(Stored data entries)
[Start of section]
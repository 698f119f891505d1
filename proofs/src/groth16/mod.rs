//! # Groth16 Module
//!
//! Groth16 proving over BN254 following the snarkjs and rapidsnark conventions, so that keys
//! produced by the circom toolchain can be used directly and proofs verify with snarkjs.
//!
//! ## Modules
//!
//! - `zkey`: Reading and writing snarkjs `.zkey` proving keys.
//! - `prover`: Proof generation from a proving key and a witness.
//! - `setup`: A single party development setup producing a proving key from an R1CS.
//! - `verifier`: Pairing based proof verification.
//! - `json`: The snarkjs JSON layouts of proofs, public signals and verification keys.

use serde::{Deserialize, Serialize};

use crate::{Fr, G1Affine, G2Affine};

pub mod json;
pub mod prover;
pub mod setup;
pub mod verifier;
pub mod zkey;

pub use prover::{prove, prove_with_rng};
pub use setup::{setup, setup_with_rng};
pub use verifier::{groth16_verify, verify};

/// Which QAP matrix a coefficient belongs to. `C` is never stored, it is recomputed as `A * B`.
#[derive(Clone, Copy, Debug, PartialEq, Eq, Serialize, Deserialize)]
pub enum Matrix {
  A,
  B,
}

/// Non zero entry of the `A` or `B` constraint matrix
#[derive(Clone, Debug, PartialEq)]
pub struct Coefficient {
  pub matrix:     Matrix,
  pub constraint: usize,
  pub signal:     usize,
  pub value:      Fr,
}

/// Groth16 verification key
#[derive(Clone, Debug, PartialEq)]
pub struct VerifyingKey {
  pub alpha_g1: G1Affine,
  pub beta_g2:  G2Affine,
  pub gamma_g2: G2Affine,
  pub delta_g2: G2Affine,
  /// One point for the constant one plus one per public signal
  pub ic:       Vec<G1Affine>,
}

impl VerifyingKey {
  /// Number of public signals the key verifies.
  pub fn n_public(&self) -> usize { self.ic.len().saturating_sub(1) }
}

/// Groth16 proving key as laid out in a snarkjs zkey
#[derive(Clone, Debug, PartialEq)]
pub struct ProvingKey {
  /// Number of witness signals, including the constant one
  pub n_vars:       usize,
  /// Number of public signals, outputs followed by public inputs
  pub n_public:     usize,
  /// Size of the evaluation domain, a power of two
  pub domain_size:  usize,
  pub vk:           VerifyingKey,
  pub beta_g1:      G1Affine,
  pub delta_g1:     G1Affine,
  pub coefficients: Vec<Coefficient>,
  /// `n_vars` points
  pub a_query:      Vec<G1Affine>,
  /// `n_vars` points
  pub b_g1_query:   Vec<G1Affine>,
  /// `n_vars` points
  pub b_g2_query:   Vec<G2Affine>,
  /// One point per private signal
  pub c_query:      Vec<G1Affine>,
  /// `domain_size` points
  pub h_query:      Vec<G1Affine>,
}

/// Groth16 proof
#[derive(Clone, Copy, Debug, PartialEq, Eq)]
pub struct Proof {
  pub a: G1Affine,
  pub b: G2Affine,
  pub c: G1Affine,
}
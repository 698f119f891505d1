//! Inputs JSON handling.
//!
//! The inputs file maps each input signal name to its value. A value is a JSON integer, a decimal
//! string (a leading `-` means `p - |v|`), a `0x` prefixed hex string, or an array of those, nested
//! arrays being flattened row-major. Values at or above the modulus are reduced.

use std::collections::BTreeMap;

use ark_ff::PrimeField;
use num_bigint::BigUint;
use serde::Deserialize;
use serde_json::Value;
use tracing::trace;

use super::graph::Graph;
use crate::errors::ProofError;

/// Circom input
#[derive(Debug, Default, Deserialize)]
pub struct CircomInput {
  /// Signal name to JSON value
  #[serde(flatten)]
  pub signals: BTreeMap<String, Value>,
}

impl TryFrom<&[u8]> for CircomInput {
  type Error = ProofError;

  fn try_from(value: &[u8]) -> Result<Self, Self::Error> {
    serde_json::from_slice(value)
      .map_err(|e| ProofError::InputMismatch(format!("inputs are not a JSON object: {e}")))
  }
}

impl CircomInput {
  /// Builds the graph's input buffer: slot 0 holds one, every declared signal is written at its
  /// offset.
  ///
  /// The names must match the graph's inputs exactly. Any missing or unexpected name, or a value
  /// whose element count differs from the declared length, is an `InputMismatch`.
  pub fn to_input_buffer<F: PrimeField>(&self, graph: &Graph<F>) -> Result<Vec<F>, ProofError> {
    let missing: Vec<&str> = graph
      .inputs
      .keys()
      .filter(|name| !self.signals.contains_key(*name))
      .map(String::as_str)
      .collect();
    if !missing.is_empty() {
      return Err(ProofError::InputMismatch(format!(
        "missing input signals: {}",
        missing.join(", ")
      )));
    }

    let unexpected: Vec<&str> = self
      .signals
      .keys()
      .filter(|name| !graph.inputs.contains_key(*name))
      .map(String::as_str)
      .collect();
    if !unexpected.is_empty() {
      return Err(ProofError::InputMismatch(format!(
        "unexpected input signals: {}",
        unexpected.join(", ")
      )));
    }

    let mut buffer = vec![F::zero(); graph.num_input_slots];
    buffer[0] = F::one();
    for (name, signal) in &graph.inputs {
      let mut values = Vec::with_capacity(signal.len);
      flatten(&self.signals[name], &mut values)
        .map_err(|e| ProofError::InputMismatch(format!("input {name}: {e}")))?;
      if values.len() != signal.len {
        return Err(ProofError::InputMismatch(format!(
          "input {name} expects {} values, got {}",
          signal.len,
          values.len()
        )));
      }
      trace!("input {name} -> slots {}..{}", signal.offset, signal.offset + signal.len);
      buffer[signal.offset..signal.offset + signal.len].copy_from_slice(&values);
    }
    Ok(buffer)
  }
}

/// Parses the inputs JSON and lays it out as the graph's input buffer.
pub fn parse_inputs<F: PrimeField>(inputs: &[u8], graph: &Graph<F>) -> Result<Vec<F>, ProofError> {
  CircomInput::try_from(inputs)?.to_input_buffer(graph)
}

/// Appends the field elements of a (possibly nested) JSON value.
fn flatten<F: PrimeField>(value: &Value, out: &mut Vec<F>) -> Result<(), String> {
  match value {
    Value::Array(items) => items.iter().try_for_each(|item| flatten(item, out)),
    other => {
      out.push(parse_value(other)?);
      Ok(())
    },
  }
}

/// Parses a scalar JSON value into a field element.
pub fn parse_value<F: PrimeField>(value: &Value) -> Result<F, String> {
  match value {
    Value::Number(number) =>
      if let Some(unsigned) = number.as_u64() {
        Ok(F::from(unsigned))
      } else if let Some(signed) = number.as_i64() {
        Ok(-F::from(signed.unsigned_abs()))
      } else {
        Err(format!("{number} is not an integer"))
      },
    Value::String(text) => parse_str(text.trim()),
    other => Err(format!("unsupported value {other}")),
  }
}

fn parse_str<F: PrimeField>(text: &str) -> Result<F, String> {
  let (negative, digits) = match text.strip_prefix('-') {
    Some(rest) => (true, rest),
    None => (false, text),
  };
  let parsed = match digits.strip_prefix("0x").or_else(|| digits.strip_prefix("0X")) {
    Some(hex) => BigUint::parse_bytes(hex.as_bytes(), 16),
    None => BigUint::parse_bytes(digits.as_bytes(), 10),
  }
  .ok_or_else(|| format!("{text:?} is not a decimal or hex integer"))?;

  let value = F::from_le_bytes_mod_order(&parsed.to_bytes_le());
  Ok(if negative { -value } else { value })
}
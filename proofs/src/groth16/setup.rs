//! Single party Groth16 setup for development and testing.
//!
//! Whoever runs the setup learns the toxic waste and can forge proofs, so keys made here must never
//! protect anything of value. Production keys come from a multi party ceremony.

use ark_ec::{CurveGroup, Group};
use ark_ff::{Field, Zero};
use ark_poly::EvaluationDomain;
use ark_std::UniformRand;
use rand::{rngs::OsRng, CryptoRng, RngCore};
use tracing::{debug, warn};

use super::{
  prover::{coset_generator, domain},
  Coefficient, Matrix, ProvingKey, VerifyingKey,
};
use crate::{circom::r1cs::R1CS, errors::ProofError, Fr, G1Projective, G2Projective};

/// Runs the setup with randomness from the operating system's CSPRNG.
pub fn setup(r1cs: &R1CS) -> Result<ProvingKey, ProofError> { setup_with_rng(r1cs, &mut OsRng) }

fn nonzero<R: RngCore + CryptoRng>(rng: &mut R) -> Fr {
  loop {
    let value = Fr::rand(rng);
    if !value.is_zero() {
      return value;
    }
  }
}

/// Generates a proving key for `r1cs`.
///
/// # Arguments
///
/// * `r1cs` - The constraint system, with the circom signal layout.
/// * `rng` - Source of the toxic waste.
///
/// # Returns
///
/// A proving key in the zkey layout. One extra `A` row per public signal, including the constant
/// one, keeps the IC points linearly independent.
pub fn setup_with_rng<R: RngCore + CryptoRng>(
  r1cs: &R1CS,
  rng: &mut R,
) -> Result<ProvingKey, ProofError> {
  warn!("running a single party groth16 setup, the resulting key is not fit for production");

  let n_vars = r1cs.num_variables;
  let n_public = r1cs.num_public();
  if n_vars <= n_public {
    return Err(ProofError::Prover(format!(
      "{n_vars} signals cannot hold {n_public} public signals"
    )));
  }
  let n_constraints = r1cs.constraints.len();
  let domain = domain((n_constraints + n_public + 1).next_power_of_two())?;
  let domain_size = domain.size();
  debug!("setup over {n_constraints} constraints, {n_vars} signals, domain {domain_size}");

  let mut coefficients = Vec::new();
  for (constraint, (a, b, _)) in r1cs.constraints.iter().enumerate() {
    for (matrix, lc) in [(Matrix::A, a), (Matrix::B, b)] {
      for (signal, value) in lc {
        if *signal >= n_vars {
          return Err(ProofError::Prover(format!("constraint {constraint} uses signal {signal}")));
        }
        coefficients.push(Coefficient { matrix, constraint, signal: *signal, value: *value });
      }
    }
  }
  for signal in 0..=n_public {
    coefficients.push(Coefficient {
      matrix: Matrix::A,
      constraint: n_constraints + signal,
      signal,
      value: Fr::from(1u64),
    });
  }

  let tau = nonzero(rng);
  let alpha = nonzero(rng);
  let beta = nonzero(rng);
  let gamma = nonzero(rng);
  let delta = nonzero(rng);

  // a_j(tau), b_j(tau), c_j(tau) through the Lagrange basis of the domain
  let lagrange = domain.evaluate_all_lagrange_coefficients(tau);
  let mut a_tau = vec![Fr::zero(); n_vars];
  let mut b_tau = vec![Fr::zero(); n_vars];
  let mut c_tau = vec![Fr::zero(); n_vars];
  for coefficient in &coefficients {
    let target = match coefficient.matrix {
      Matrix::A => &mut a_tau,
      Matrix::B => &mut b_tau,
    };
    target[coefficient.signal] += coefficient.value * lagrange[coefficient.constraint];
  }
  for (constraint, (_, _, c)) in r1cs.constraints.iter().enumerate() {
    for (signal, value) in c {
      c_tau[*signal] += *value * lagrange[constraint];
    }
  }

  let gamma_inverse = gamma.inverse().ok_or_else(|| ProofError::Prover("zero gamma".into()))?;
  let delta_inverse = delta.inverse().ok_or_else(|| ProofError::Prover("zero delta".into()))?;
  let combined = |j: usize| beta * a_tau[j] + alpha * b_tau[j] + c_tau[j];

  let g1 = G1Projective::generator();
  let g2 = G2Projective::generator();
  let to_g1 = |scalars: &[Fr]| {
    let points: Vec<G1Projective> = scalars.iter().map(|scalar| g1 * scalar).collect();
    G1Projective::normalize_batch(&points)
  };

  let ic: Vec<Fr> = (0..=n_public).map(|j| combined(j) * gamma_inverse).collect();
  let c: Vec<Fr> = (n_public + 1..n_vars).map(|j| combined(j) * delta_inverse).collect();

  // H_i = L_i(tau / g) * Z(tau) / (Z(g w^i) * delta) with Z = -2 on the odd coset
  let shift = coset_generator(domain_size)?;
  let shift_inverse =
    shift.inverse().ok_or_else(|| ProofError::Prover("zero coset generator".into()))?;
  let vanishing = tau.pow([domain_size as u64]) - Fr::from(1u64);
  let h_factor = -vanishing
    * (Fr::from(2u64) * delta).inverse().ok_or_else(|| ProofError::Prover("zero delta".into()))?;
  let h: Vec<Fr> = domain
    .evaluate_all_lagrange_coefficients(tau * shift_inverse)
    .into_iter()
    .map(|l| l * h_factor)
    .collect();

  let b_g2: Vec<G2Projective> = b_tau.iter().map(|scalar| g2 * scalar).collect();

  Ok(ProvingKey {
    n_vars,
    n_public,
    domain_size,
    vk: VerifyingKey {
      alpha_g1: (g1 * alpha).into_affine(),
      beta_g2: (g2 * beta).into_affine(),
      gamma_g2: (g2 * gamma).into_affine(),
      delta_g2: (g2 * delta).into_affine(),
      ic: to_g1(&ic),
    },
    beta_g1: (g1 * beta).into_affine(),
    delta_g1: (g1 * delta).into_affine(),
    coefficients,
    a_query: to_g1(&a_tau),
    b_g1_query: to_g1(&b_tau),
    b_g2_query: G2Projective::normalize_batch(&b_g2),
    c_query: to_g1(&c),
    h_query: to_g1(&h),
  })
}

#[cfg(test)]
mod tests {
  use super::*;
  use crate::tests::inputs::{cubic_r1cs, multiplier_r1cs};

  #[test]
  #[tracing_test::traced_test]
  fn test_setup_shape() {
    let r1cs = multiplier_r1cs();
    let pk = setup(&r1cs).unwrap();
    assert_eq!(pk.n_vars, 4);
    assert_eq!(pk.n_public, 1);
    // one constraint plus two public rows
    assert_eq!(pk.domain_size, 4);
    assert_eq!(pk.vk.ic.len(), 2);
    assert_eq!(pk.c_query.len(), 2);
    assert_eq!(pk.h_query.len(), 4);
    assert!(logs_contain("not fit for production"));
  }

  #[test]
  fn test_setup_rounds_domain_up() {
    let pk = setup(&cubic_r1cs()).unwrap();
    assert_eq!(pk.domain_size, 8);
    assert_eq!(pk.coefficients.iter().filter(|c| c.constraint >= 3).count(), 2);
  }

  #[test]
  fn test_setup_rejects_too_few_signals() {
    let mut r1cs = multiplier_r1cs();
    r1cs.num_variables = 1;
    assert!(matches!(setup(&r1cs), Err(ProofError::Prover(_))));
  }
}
[End of section]
The task :: Please copy the lines above from the line with "to JSON value" up to and including the line with "serde_json::from_slice(value)", exactly as written and with nothing else.

Answer box ::
  /// Signal name to JSON value
  #[serde(flatten)]
  pub signals: BTreeMap<String, Value>,
}

impl TryFrom<&[u8]> for CircomInput {
  type Error = ProofError;

  fn try_from(value: &[u8]) -> Result<Self, Self::Error> {
    serde_json::from_slice(value)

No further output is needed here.